No significant difference of AUC was found among radiomic signatures of CE-WI, WI, and combined CE-WI and WI in the primary and validation cohorts (all > 0.05). For combined CE-WI and WI data set, 12 features were selected to develop the radiomic signature.

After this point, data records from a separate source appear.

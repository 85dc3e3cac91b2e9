//! Cosmetic shrink of destroyed blocks
//!
//! Driven by `BlockDestroyed` events and advanced once per rendered frame.
//! The simulation never reads this state.

use crate::sim::{Block, GameEvent};

/// Shrink duration: 500 ms at 60 fps
pub const SHRINK_FRAMES: u32 = 30;

/// easeInOutQuad over `t` in [0, 1]
pub fn ease_in_out_quad(t: f32) -> f32 {
    let t = t.clamp(0.0, 1.0);
    if t < 0.5 {
        2.0 * t * t
    } else {
        -1.0 + (4.0 - 2.0 * t) * t
    }
}

#[derive(Debug, Clone, Copy, PartialEq)]
struct Shrink {
    block: Block,
    frame: u32,
}

#[derive(Debug, Clone, Default)]
pub struct ShrinkEffects {
    active: Vec<Shrink>,
    reduced_motion: bool,
}

impl ShrinkEffects {
    pub fn new(reduced_motion: bool) -> Self {
        Self {
            active: Vec::new(),
            reduced_motion,
        }
    }

    pub fn len(&self) -> usize {
        self.active.len()
    }

    pub fn is_empty(&self) -> bool {
        self.active.is_empty()
    }

    /// Start a shrink for every block destroyed this tick
    pub fn observe(&mut self, events: &[GameEvent]) {
        if self.reduced_motion {
            return;
        }
        for event in events {
            if let GameEvent::BlockDestroyed { block, .. } = event {
                self.active.push(Shrink {
                    block: *block,
                    frame: 0,
                });
            }
        }
    }

    /// Advance one frame, dropping finished shrinks
    pub fn step(&mut self) {
        for shrink in &mut self.active {
            shrink.frame += 1;
        }
        self.active.retain(|s| s.frame < SHRINK_FRAMES);
    }

    /// Blocks still shrinking with their remaining size scale
    pub fn iter(&self) -> impl Iterator<Item = (&Block, f32)> {
        self.active.iter().map(|s| {
            let t = s.frame as f32 / SHRINK_FRAMES as f32;
            (&s.block, 1.0 - ease_in_out_quad(t))
        })
    }

    pub fn clear(&mut self) {
        self.active.clear();
    }
}

#[cfg(test)]
mod tests {
    use super::*;
    use crate::sim::{BlockStatus, Rgb};
    use glam::Vec2;

    fn destroyed() -> GameEvent {
        GameEvent::BlockDestroyed {
            index: 0,
            block: Block {
                pos: Vec2::new(35.0, 30.0),
                size: Vec2::new(75.0, 20.0),
                status: BlockStatus::Destroyed,
                color: Rgb([1, 2, 3]),
                power: None,
            },
        }
    }

    #[test]
    fn test_easing_endpoints() {
        assert_eq!(ease_in_out_quad(0.0), 0.0);
        assert_eq!(ease_in_out_quad(0.5), 0.5);
        assert_eq!(ease_in_out_quad(1.0), 1.0);
        assert!(ease_in_out_quad(0.25) < 0.25);
        assert!(ease_in_out_quad(0.75) > 0.75);
    }

    #[test]
    fn test_shrink_runs_thirty_frames() {
        let mut effects = ShrinkEffects::new(false);
        effects.observe(&[destroyed(), GameEvent::WallBounce]);
        assert_eq!(effects.len(), 1);
        assert_eq!(effects.iter().next().map(|(_, s)| s), Some(1.0));

        for _ in 0..SHRINK_FRAMES - 1 {
            effects.step();
        }
        let (_, scale) = effects.iter().next().unwrap();
        assert!(scale > 0.0 && scale < 0.01);
        effects.step();
        assert!(effects.is_empty());
    }

    #[test]
    fn test_reduced_motion_skips() {
        let mut effects = ShrinkEffects::new(true);
        effects.observe(&[destroyed()]);
        assert!(effects.is_empty());
    }
}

The AUC, sensitivity, specificity, and accuracy were 0.927 (0.878-0.975), 0.911 (0.804-0.970), 0.826 (0.686-0.922), and 0.872 (0.792-0.930) in primary cohort, and were 0.772 (0.624-0.920), 0.792 (0.578-0.929), 0.790 (0.544-0.939), and 0.791 (0.640-0.900) in validation cohort.

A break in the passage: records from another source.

//! Rendering module
//!
//! Worlds are turned into a backend-neutral `Scene`; the canvas backend only
//! executes it.

#[cfg(target_arch = "wasm32")]
pub mod canvas;
pub mod effects;
pub mod shapes;

#[cfg(target_arch = "wasm32")]
pub use canvas::CanvasRenderer;
pub use effects::{SHRINK_FRAMES, ShrinkEffects, ease_in_out_quad};
pub use shapes::{DrawCommand, Scene, breakout_scene, pong_scene, rect_3d, scene};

MRI-based radiomic models were developed to predict the treatment response of metastatic cervical lymph nodes to radiochemotherapy in patients with NPC, which might facilitate individualized therapy for metastatic lymph nodes before treatment.
Predicting the response in patients with NPC before treatment may allow more individualizing therapeutic strategy and avoid unnecessary side-effects and costs. Radiomic features extracted from metastatic cervical lymph nodes showed promising application for predicting the treatment response in NPC.
建立并验证基于 MRI 的放射组学模型,以预测鼻咽癌(NPC)患者转移性颈部淋巴结对放化疗的治疗反应。
共纳入 145 例连续 NPC 患者,其中 102 例来自原队列,43 例来自验证队列。根据影像学标准诊断转移性淋巴结,根据实体瘤反应评价标准(RECIST)评价治疗反应。对每位患者的对比增强加权成像(CE-WI)和弥散加权成像(WI)图像共提取 2704 个放射组学特征,并分别构建 CE-WI、WI 和 CE-WI 联合 WI 的放射组学特征。受试者工作特征曲线下面积(AUC)、敏感性、特异性和准确性用于评估这些放射组学模型预测转移性淋巴结治疗反应的性能。
在原队列和验证队列中,CE-WI、WI 和 CE-WI 联合 WI 的放射组学特征的 AUC 无显著差异(均>0.05)。对于 CE-WI 和 WI 联合数据集,选择 12 个特征来建立放射组学特征。在原队列中,AUC、敏感性、特异性和准确性分别为 0.927(0.878-0.975)、0.911(0.804-0.970)、0.826(0.686-0.922)和 0.872(0.792-0.930),在验证队列中,AUC、敏感性、特异性和准确性分别为 0.772(0.624-0.920)、0.792(0.578-0.929)、0.790(0.544-0.939)和 0.791(0.640-0.900)。
建立了基于 MRI 的放射组学模型,以预测 NPC 患者转移性颈部淋巴结对放化疗的治疗反应,这可能有助于在治疗前为转移性淋巴结制定个体化治疗策略。
在治疗前预测 NPC 患者的反应可能允许更个体化的治疗策略,并避免不必要的副作用和成本。从转移性颈部淋巴结提取的放射组学特征在预测 NPC 患者的治疗反应方面显示出了有前景的应用。